Two type-declaration shapes:

- **Records** (struct-like):
  ```mochi
  type Book { title: string, author: Person, pages: int }
  ```
  Construction `Book { title: ..., author: ..., pages: ... }`. Field
  access `b.title`. Equality is structural.
- **Sum types** with payload-carrying variants:
  ```mochi
  type Tree = Leaf | Node(left: Tree, value: int, right: Tree)
  ```
  Lowering: a tagged union. Nullary variants like `Leaf` can be folded
  into the tag word; positional variants get a payload struct.

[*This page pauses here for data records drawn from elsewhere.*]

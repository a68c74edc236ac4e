use std::fmt;

use serde::{Deserialize, Serialize, Serializer};

/// Wire forms a slug can take: GROQ `"slug": slug.current` projections give
/// a plain string, raw documents give `{ "current": "..." }`.
#[derive(Deserialize)]
#[serde(untagged)]
enum SlugRepr {
    Plain(String),
    Structured { current: String },
}

/// Normalised slug. Both wire forms collapse into this once, during
/// deserialisation, so comparisons never branch on shape.
#[derive(Debug, Clone, Default, PartialEq, Eq, Hash, Deserialize)]
#[serde(from = "SlugRepr")]
pub struct Slug(String);

impl From<SlugRepr> for Slug {
    fn from(repr: SlugRepr) -> Self {
        match repr {
            SlugRepr::Plain(value) => Slug(value),
            SlugRepr::Structured { current } => Slug(current),
        }
    }
}

impl Slug {
    pub fn new(value: impl Into<String>) -> Self {
        Slug(value.into())
    }

    pub fn as_str(&self) -> &str {
        &self.0
    }

    pub fn matches(&self, other: &str) -> bool {
        self.0 == other
    }
}

impl Serialize for Slug {
    fn serialize<S: Serializer>(&self, serializer: S) -> Result<S::Ok, S::Error> {
        serializer.serialize_str(&self.0)
    }
}

impl fmt::Display for Slug {
    fn fmt(&self, f: &mut fmt::Formatter<'_>) -> fmt::Result {
        f.write_str(&self.0)
    }
}

#[cfg(test)]
mod tests {
    use super::*;

    #[test]
    fn plain_and_structured_forms_normalise_identically() {
        let plain: Slug = serde_json::from_str(r#""my-post""#).unwrap();
        let structured: Slug = serde_json::from_str(r#"{"current": "my-post"}"#).unwrap();

        assert_eq!(plain, structured);
        assert_eq!(structured.as_str(), "my-post");
        assert!(structured.matches("my-post"));
    }

    #[test]
    fn serialises_as_plain_string() {
        let slug = Slug::new("ai-ml");
        assert_eq!(serde_json::to_string(&slug).unwrap(), r#""ai-ml""#);
    }
}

Pattern matching deconstructs both:

```mochi
return match t {
  Leaf => 0
  Node(l, v, r) => sum(l) + v + sum(r)
}
```

The C lowering must implement an **exhaustive** decision-tree compilation
(Maranget's algorithm) and reject non-exhaustive matches at compile time;
the wildcard `_` arm makes exhaustiveness explicit. Variable bindings
inside a pattern (`Node(l, v, r)`) are immutable in the arm body.

Type declarations may carry methods (§2.3) inside the block. Methods are
indexed by the principal type, so `Tree` cannot carry methods that depend on
which variant `self` is; methods that need that dispatch internally via
`match self`.

## 5. Query DSL

A complete in-language LINQ. The grammar of a single query is:

```
query := 'from' x 'in' src
         ( 'from' y 'in' src2
         | 'join' alias 'in' src 'on' expr
         | 'left' 'join' alias 'in' src 'on' expr
         | 'right' 'join' alias 'in' src 'on' expr
         | 'outer' 'join' alias 'in' src 'on' expr
         )*
         ( 'where' expr )?
         ( 'group' 'by' expr 'into' g )?
         ( 'sort' 'by' expr (',' expr)* )?
         ( 'skip' expr )?
         ( 'take' expr )?
         'select' expr
```

Set operations operate on whole queries:

```mochi
(from x in a select x) union (from y in b select y)
(from x in a select x) union all ...
(from x in a select x) intersect ...
(from x in a select x) except ...
```

Sort direction is encoded by leading `-`: `sort by -p.age`.

`group by` returns a synthetic `g` per group, with `.key` and aggregation
functions `count(g)`, `sum(g, e)`, `avg(g, e)`, `min(g, e)`, `max(g, e)`.

External sources are loaded with `load PATH as T` (CSV / JSON / JSONL /
YAML auto-detected by extension, override with `with { format: "..." }`).
Results are written with `save expr to PATH`. `extern type T { ... }`
declares a record shape that the loader is allowed to populate from an
externally-defined schema (the `load_with.mochi` example).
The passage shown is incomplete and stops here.